Records
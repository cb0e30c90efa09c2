//! HTTP request and response types exchanged with a [`Transport`].
//!
//! # Design
//! These types describe HTTP requests and responses as plain data. The client
//! builds an `HttpRequest`, hands it to a transport, and parses the returned
//! `HttpResponse`. Keeping both sides as data lets the build and parse steps
//! be tested without a network.
//!
//! [`Transport`]: crate::transport::Transport

use std::fmt;

/// HTTP method for a request.
#[derive(Debug, Clone, Copy, PartialEq, Eq, Default)]
pub enum HttpMethod {
    #[default]
    Get,
    Post,
    Put,
    Delete,
}

impl HttpMethod {
    pub fn as_str(self) -> &'static str {
        match self {
            HttpMethod::Get => "GET",
            HttpMethod::Post => "POST",
            HttpMethod::Put => "PUT",
            HttpMethod::Delete => "DELETE",
        }
    }
}

impl fmt::Display for HttpMethod {
    fn fmt(&self, f: &mut fmt::Formatter<'_>) -> fmt::Result {
        f.write_str(self.as_str())
    }
}

/// An HTTP request described as plain data.
///
/// Built by `ApiClient::build_request`. The URL is absolute: the client's base
/// URL has already been prepended to the path.
#[derive(Debug, Clone, PartialEq, Eq)]
pub struct HttpRequest {
    pub method: HttpMethod,
    pub url: String,
    pub headers: Vec<(String, String)>,
    pub body: Option<String>,
}

impl HttpRequest {
    /// Case-insensitive header lookup.
    pub fn header(&self, name: &str) -> Option<&str> {
        find_header(&self.headers, name)
    }
}

/// An HTTP response described as plain data.
#[derive(Debug, Clone)]
pub struct HttpResponse {
    pub status: u16,
    pub headers: Vec<(String, String)>,
    pub body: String,
}

impl HttpResponse {
    pub fn header(&self, name: &str) -> Option<&str> {
        find_header(&self.headers, name)
    }

    pub fn content_type(&self) -> Option<&str> {
        self.header("content-type")
    }

    pub fn is_success(&self) -> bool {
        (200..300).contains(&self.status)
    }

    /// True when the declared content type is JSON.
    pub fn is_json(&self) -> bool {
        self.content_type()
            .is_some_and(|ct| ct.to_ascii_lowercase().contains("application/json"))
    }
}

fn find_header<'a>(headers: &'a [(String, String)], name: &str) -> Option<&'a str> {
    headers
        .iter()
        .find(|(key, _)| key.eq_ignore_ascii_case(name))
        .map(|(_, value)| value.as_str())
}

#[cfg(test)]
mod tests {
    use super::*;

    fn response(status: u16, content_type: Option<&str>) -> HttpResponse {
        HttpResponse {
            status,
            headers: content_type
                .map(|ct| vec![("Content-Type".to_string(), ct.to_string())])
                .unwrap_or_default(),
            body: String::new(),
        }
    }

    #[test]
    fn content_type_lookup_ignores_case() {
        let resp = response(200, Some("application/json; charset=utf-8"));
        assert_eq!(resp.content_type(), Some("application/json; charset=utf-8"));
        assert!(resp.is_json());
    }

    #[test]
    fn missing_content_type_is_not_json() {
        assert!(!response(200, None).is_json());
        assert!(!response(200, Some("text/plain")).is_json());
    }

    #[test]
    fn success_range_is_2xx() {
        assert!(response(200, None).is_success());
        assert!(response(204, None).is_success());
        assert!(!response(199, None).is_success());
        assert!(!response(301, None).is_success());
        assert!(!response(401, None).is_success());
    }

    #[test]
    fn method_names() {
        assert_eq!(HttpMethod::default(), HttpMethod::Get);
        assert_eq!(HttpMethod::Delete.to_string(), "DELETE");
    }
}
//! End-to-end tests against the live mock backend.
//!
//! # Design
//! Each test starts the mock server on a random port and drives it through
//! `ApiClient` over real HTTP with the ureq transport, so the session cookie
//! round-trip and the error policy are exercised exactly as in production.

use datafair_core::{ApiClient, ApiError, ClientConfig, ProfileUpdate, Registration, ResponseBody};
use serde_json::json;

/// Start a fresh mock server and return its base URL.
fn start_server() -> String {
    let std_listener = std::net::TcpListener::bind("127.0.0.1:0").unwrap();
    let addr = std_listener.local_addr().unwrap();
    std_listener.set_nonblocking(true).unwrap();

    std::thread::spawn(move || {
        let rt = tokio::runtime::Builder::new_current_thread()
            .enable_all()
            .build()
            .unwrap();
        rt.block_on(async {
            let listener = tokio::net::TcpListener::from_std(std_listener).unwrap();
            mock_server::run(listener).await
        })
        .unwrap();
    });

    format!("http://{addr}")
}

fn client(base_url: &str) -> ApiClient {
    ApiClient::new(base_url).unwrap()
}

#[test]
fn unauthenticated_calls_fail_with_401() {
    let client = client(&start_server());

    assert!(!client.is_authenticated().unwrap());

    let err = client.get_profile().unwrap_err();
    assert!(matches!(err, ApiError::Unauthorized));
    assert_eq!(err.status_code(), Some(401));

    let err = client.get_earnings().unwrap_err();
    assert_eq!(err.status_code(), Some(401));
}

#[test]
fn wrong_password_is_unauthorized() {
    let client = client(&start_server());
    let err = client.login(mock_server::DEMO_EMAIL, "wrong").unwrap_err();
    assert_eq!(err.to_string(), "Unauthorized – please login");
}

#[test]
fn plain_text_bodies_are_returned_raw() {
    let client = client(&start_server());
    let body = client.get("/health").unwrap();
    assert_eq!(body, ResponseBody::Text("ok".to_string()));
}

#[test]
fn unknown_route_is_not_found() {
    let client = client(&start_server());
    let err = client.get("/api/does-not-exist").unwrap_err();
    assert!(matches!(err, ApiError::NotFound));
}

#[test]
fn registration_errors_carry_server_messages() {
    let client = client(&start_server());

    let registration = Registration {
        email: "kurz@datafair.test".to_string(),
        password: "123".to_string(),
        first_name: "Kurt".to_string(),
        last_name: "Kurz".to_string(),
    };
    let err = client.register(&registration).unwrap_err();
    assert_eq!(err.to_string(), "Passwort muss mindestens 6 Zeichen lang sein");
    assert_eq!(err.status_code(), Some(400));

    // axum rejects a mistyped body with a plain-text 422.
    let err = client.post("/auth/register", &json!({"email": 5})).unwrap_err();
    assert_eq!(err.status_code(), Some(422));
    assert!(matches!(err, ApiError::Application { ref message, .. } if !message.is_empty()));

    let registration = Registration {
        password: "secret1".to_string(),
        ..registration
    };
    let created = client.register(&registration).unwrap();
    assert_eq!(created["user"]["email"], "kurz@datafair.test");

    let err = client.register(&registration).unwrap_err();
    assert_eq!(err.to_string(), "User with this email already exists");
    assert_eq!(err.status_code(), Some(409));
}

#[test]
fn session_lifecycle() {
    let client = client(&start_server());

    // Step 1: login keeps the session cookie.
    let data = client.login(mock_server::DEMO_EMAIL, mock_server::DEMO_PASSWORD).unwrap();
    assert_eq!(data["success"], true);
    assert_eq!(data["user"]["email"], mock_server::DEMO_EMAIL);
    assert!(client.is_authenticated().unwrap());

    // Step 2: profile is unwrapped from its envelope.
    let user = client.get_profile().unwrap();
    assert_eq!(user.email, mock_server::DEMO_EMAIL);
    client
        .update_profile(&ProfileUpdate {
            first_name: Some("Dana".to_string()),
            ..ProfileUpdate::default()
        })
        .unwrap();
    assert_eq!(client.get_profile().unwrap().first_name, "Dana");

    // Step 3: data types and a permission read-modify-write.
    let types = client.get_data_types().unwrap();
    assert_eq!(types.len(), 5);
    let before = client.get_data_permissions().unwrap();
    let location = before.iter().find(|p| p.data_type == "location_data").unwrap();
    assert!(!location.enabled);
    client.update_data_permission("location_data", true).unwrap();
    let after = client.get_data_permissions().unwrap();
    assert!(after.iter().find(|p| p.data_type == "location_data").unwrap().enabled);
    assert_eq!(after.len(), before.len());

    // Step 4: complete a survey.
    let surveys = client.get_surveys().unwrap();
    assert_eq!(surveys["surveys"].as_array().unwrap().len(), 2);
    let details = client.get_survey_details(1).unwrap();
    assert_eq!(details["survey"]["id"], 1);
    let started = client.start_survey(1).unwrap();
    assert!(started["responseId"].is_i64());
    let submitted = client.submit_survey(1, &json!({"1": "Smartphone"})).unwrap();
    assert_eq!(submitted["reward"], 12.0);
    assert_eq!(client.get_my_survey_responses().unwrap().len(), 1);

    let err = client.start_survey(1).unwrap_err();
    assert_eq!(err.to_string(), "Survey already completed");
    let err = client.get_survey_details(99).unwrap_err();
    assert!(matches!(err, ApiError::NotFound));

    // Step 5: earnings, activities, payouts.
    let earnings = client.get_earnings().unwrap();
    assert_eq!(earnings.total_earnings, 12.0);
    assert_eq!(earnings.earnings_history.len(), 1);

    let activities = client.get_activities().unwrap();
    assert_eq!(activities[0].kind, "survey_completed");

    let err = client.request_payout(500.0, "paypal").unwrap_err();
    assert_eq!(err.to_string(), "Insufficient balance");
    let receipt = client.request_payout(10.0, "paypal").unwrap();
    assert_eq!(receipt["success"], true);
    assert_eq!(client.get_payouts().unwrap().len(), 1);

    // Step 6: dashboard quick actions.
    client.generate_test_earnings().unwrap();
    client.generate_monthly_earnings().unwrap();
    let dashboard = client.get_dashboard_overview().unwrap();
    assert_eq!(dashboard["stats"]["totalEarnings"], 12.0 + 25.5 + 50.0);
    let toggled = client.quick_toggle_data_type(2, true).unwrap();
    assert_eq!(toggled["dataType"]["enabled"], true);
    let err = client.quick_payout_request(5.0, None).unwrap_err();
    assert_eq!(err.to_string(), "Mindestbetrag €10.00");

    // Step 7: logout ends the session.
    client.logout().unwrap();
    assert!(!client.is_authenticated().unwrap());
    assert!(client.get_profile().unwrap_err().is_unauthorized());
}

#[test]
fn sessions_are_per_client() {
    let base_url = start_server();
    let alice = client(&base_url);
    let bob = client(&base_url);

    alice.login(mock_server::DEMO_EMAIL, mock_server::DEMO_PASSWORD).unwrap();
    assert!(alice.is_authenticated().unwrap());
    assert!(!bob.is_authenticated().unwrap());
}

#[test]
fn connection_refused_is_a_transport_error() {
    let port = {
        let listener = std::net::TcpListener::bind("127.0.0.1:0").unwrap();
        listener.local_addr().unwrap().port()
    };
    let config = ClientConfig::new(&format!("http://127.0.0.1:{port}"));
    let client = ApiClient::from_config(&config).unwrap();

    let err = client.check_auth().unwrap_err();
    assert!(matches!(err, ApiError::Transport(_)));
    assert_eq!(err.status_code(), None);
}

Task to complete
Every line above in which the word "ApiError" occurs is to be copied.

Response to this task
use datafair_core::{ApiClient, ApiError, ClientConfig, ProfileUpdate, Registration, ResponseBody};
    assert!(matches!(err, ApiError::Unauthorized));
    assert!(matches!(err, ApiError::NotFound));
    assert!(matches!(err, ApiError::Application { ref message, .. } if !message.is_empty()));
    assert!(matches!(err, ApiError::NotFound));
    assert!(matches!(err, ApiError::Transport(_)));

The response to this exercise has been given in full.